My son is 11 years old and, for a while now, has been going to the shops by himself when he has pocket money. Mostly, he returns with crisps or sweets but will occasionally bring an energy drink into the house.

He knows he shouldn’t – I’ve told him they aren’t suitable for children – but kids like to push their luck, even when they know they probably won’t get away with it.

Sometimes I’ll confiscate the drink, but sometimes I can’t face a row and will let him drink it. And at such times, while silently chastising myself for being a bad parent, I spare a thought for you lot – the suppliers and retailers who need to share the blame.

You sell brands that, while appealing to the touted core audience of young men, are also exciting to teenage lads and those soon to become teenagers. The big loves of my 11-year-old’s life are video games, rock music, motor sports, BMX and skateboarding, pretty much a shopping list for energy drink marketing.

I’ve overheard my son and his mates talking, and energy drinks have almost become a badge of honour. As I dare say chugging lager will be for them all in a few years.

The big difference is that he won’t be able to buy lager until he can prove he is 18, while there is nothing to stop him buying energy drinks. Yet both are unsuitable for children – in the case of energy drinks containing more than 150mg of caffeine per litre, it has to say so on pack.

And this is where I am torn between being a journalist for The Grocer and being a parent.

As a grocery industry journalist, I am a believer in free trade and in trusting the retailer and consumer to do the right thing; I don’t feel checkout confectionery bans are necessary, disagree with demonisation of super-strength beers, and don’t even get me started on the smoking ban in pubs (it still hurts, all these years on).

But, as a parent, I don’t want my son walking into a shop and buying a product that is labelled “not recommended for children”.

So, a year or so ago I welcomed the news that Morrisons had launched a trial ban on selling high-energy drinks to under-16s – and was disappointed to this week learn the trial had ended with no plans for a wider roll out.
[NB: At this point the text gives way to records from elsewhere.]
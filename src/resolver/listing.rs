use std::path::{Path, PathBuf};

use tracing::debug;

use super::locate::{candidate_path, decode_segment, display_path, name_bytes};

/// One row of a directory listing
#[derive(Debug, Clone, PartialEq, Eq)]
pub struct DirEntry {
    /// Display name, with a trailing `/` for directories
    pub name: String,
    pub is_dir: bool,
    /// Percent-encoded href resolving back to this entry
    pub link: String,
}

impl DirEntry {
    fn parent() -> Self {
        Self {
            name: "../".to_string(),
            is_dir: true,
            link: "../".to_string(),
        }
    }

    /// `display_name` is only shown; the link is built from the raw name bytes.
    fn new(base_link: &str, display_name: &str, raw_name: &[u8], is_dir: bool) -> Self {
        let mut name = display_name.to_string();
        let mut link = format!("{}{}", base_link, urlencoding::encode_binary(raw_name));
        if is_dir {
            name.push('/');
            link.push('/');
        }
        Self { name, is_dir, link }
    }
}

/// Entries contributed by a single root
#[derive(Debug, Clone)]
pub struct RootListing {
    pub root: PathBuf,
    pub entries: Vec<DirEntry>,
}

/// Listings of every root that has the requested directory, in root order
#[derive(Debug, Clone)]
pub struct MergedListing {
    /// Decoded request path, for display
    pub request_path: String,
    pub roots: Vec<RootListing>,
}

/// Whether the request path names the top of the merged namespace
pub(crate) fn is_namespace_root(request_path: &str) -> bool {
    request_path.split('/').all(str::is_empty)
}

/// Re-encode each segment of a raw request path in canonical form, keeping
/// separators.
fn encode_request_path(request_path: &str) -> String {
    let mut encoded = request_path
        .split('/')
        .map(|raw| urlencoding::encode_binary(&decode_segment(raw)).into_owned())
        .collect::<Vec<_>>()
        .join("/");
    if !encoded.ends_with('/') {
        encoded.push('/');
    }
    encoded
}

/// Read one root's copy of the requested directory.
fn read_root(root: &Path, request_path: &str, base_link: &str) -> Option<RootListing> {
    let dir = candidate_path(root, request_path)?;

    let read_dir = match std::fs::read_dir(&dir) {
        Ok(read_dir) => read_dir,
        Err(err) => {
            debug!("No listing for {} in {}: {}", request_path, root.display(), err);
            return None;
        }
    };

    let mut entries = Vec::new();
    if !is_namespace_root(request_path) {
        entries.push(DirEntry::parent());
    }

    for entry in read_dir.flatten() {
        let file_name = entry.file_name();
        let Some(raw_name) = name_bytes(&file_name) else {
            debug!("Skipping entry with unrepresentable name {:?}", file_name);
            continue;
        };
        // Follow symlinks so a linked directory lists (and links) as a directory
        let is_dir = std::fs::metadata(entry.path())
            .map(|metadata| metadata.is_dir())
            .or_else(|_| entry.file_type().map(|file_type| file_type.is_dir()))
            .unwrap_or(false);
        entries.push(DirEntry::new(
            base_link,
            &file_name.to_string_lossy(),
            raw_name,
            is_dir,
        ));
    }

    Some(RootListing {
        root: root.to_path_buf(),
        entries,
    })
}

/// Merge the listings of `request_path` across all roots.
///
/// Roots that lack the directory, or cannot read it, are skipped. Returns
/// `None` when no root contributed.
pub(crate) fn aggregate(roots: &[PathBuf], request_path: &str) -> Option<MergedListing> {
    let base_link = encode_request_path(request_path);

    let listings: Vec<RootListing> = roots
        .iter()
        .filter_map(|root| read_root(root, request_path, &base_link))
        .collect();

    if listings.is_empty() {
        return None;
    }

    Some(MergedListing {
        request_path: display_path(request_path),
        roots: listings,
    })
}
use std::net::SocketAddr;
use std::path::PathBuf;

use axum::Router;
use clap::Parser;
use rand::Rng;
use tower_http::trace::TraceLayer;
use tracing::{info, warn};
use tracing_subscriber::{layer::SubscriberExt, util::SubscriberInitExt};

use multiserve::{AppState, Config, routes};

#[derive(Parser, Debug)]
#[command(name = "multiserve")]
#[command(about = "HTTP server for files spanning multiple directories")]
#[command(version)]
struct Cli {
    /// Directories to serve, highest priority first (default: current directory)
    roots: Vec<PathBuf>,

    /// Port to listen on (default: random ephemeral port)
    #[arg(short, long, env = "MULTISERVE_PORT")]
    port: Option<u16>,

    /// Address to bind to
    #[arg(short, long, env = "MULTISERVE_BIND", default_value = "127.0.0.1")]
    bind: String,

    /// File served when no root matches (single-page app entry point)
    #[arg(short, long, env = "MULTISERVE_FALLBACK")]
    fallback: Option<PathBuf>,

    /// Disable merged directory listings
    #[arg(long, env = "MULTISERVE_NO_LISTING")]
    no_listing: bool,

    /// Enable verbose logging
    #[arg(short, long, env = "MULTISERVE_VERBOSE")]
    verbose: bool,

    /// Config file path (optional)
    #[arg(short, long, env = "MULTISERVE_CONFIG")]
    config: Option<PathBuf>,
}

fn ephemeral_port() -> u16 {
    rand::rng().random_range(49152..=65535)
}

#[tokio::main]
async fn main() -> Result<(), Box<dyn std::error::Error>> {
    let cli = Cli::parse();

    // Initialize tracing
    let filter = if cli.verbose {
        "multiserve=debug,tower_http=debug"
    } else {
        "multiserve=info,tower_http=info"
    };

    tracing_subscriber::registry()
        .with(tracing_subscriber::EnvFilter::try_from_default_env().unwrap_or_else(|_| filter.into()))
        .with(tracing_subscriber::fmt::layer())
        .init();

    // Load config from file if provided, command line values take precedence
    let mut config = if let Some(config_path) = &cli.config {
        Config::from_file(config_path)?
    } else {
        Config::default()
    };

    if !cli.roots.is_empty() {
        config.roots = cli.roots.clone();
    }
    if cli.fallback.is_some() {
        config.fallback = cli.fallback.clone();
    }
    if cli.no_listing {
        config.listing = false;
    }

    // Resolve roots to absolute paths; unusable roots only contribute nothing
    config.roots = config
        .normalized_roots()
        .into_iter()
        .map(|root| root.canonicalize().unwrap_or(root))
        .collect();

    let state = AppState::new(config);
    let resolver = &state.resolver;

    for (priority, root) in resolver.roots().iter().enumerate() {
        if root.is_dir() {
            info!("Root {}: {}", priority, root.display());
        } else {
            warn!("Root {} is not a directory: {}", priority, root.display());
        }
    }

    if let Some(fallback) = resolver.fallback() {
        if fallback.is_file() {
            info!("Fallback index: {}", fallback.display());
        } else {
            warn!("Fallback index is not a file: {}", fallback.display());
        }
    }

    if !resolver.listing_enabled() {
        info!("Directory listings disabled");
    }

    // Build router
    let app = Router::new()
        .merge(routes::serve_routes())
        .layer(TraceLayer::new_for_http())
        .with_state(state);

    // Start server
    let port = cli.port.unwrap_or_else(ephemeral_port);
    let addr: SocketAddr = format!("{}:{}", cli.bind, port).parse()?;
    info!("Starting multiserve on http://{}", addr);

    let listener = tokio::net::TcpListener::bind(addr).await?;
    axum::serve(listener, app).await?;

    Ok(())
}
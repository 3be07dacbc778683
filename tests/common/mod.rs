//! Test utilities and common setup.

use std::path::{Path, PathBuf};

use axum::Router;
use axum::body::Body;
use axum::http::{Method, Request, Response};
use tempfile::TempDir;
use tower::ServiceExt;

use multiserve::{AppState, Config, routes};

/// Build the full router over the given configuration.
pub fn test_app(config: Config) -> Router {
    routes::serve_routes().with_state(AppState::new(config))
}

/// Config serving the given temp directories in order.
pub fn config_for(roots: &[&TempDir]) -> Config {
    Config {
        roots: roots.iter().map(|dir| dir.path().to_path_buf()).collect(),
        ..Config::default()
    }
}

/// Write a file under `root`, creating parent directories.
pub fn write_file(root: &Path, relative: &str, content: &str) -> PathBuf {
    let path = root.join(relative);
    if let Some(parent) = path.parent() {
        std::fs::create_dir_all(parent).unwrap();
    }
    std::fs::write(&path, content).unwrap();
    path
}

/// Send a request with a browser-like Accept header.
pub async fn send(app: &Router, method: Method, uri: &str) -> Response<Body> {
    app.clone()
        .oneshot(
            Request::builder()
                .uri(uri)
                .method(method)
                .header("accept", "text/html,application/xhtml+xml,*/*;q=0.8")
                .body(Body::empty())
                .unwrap(),
        )
        .await
        .unwrap()
}

pub async fn get(app: &Router, uri: &str) -> Response<Body> {
    send(app, Method::GET, uri).await
}

pub async fn body_string(response: Response<Body>) -> String {
    let body = axum::body::to_bytes(response.into_body(), 1024 * 1024)
        .await
        .unwrap();
    String::from_utf8(body.to_vec()).unwrap()
}

/// Extract every `href` value from a rendered listing, in document order.
pub fn hrefs(html: &str) -> Vec<String> {
    html.split("href=\"")
        .skip(1)
        .filter_map(|rest| rest.split('"').next())
        .map(|href| href.replace("&amp;", "&"))
        .collect()
}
I consider myself laid back, and if I am concerned about selling energy drinks to children it is likely only a matter of time before some serious campaigning is done to address the issue. Surely a proactive approach by the industry would be sensible.

There is plenty of uncertainty around the effect caffeine has on children, so perhaps there is more research to be done in this area, in identifying safe levels and in developing products suitable for kids while still retaining the appeal of the brand. If parents can be assured the products are safe for children after all, the issue goes away.

The alternative is tighter controls on the sale of high-caffeine drinks to children. And although Morrisons opted not to continue its trial, a voluntary ban or restriction would be better than statutory interference.

Whatever approach is taken, it’s unlikely to be a waste of energy.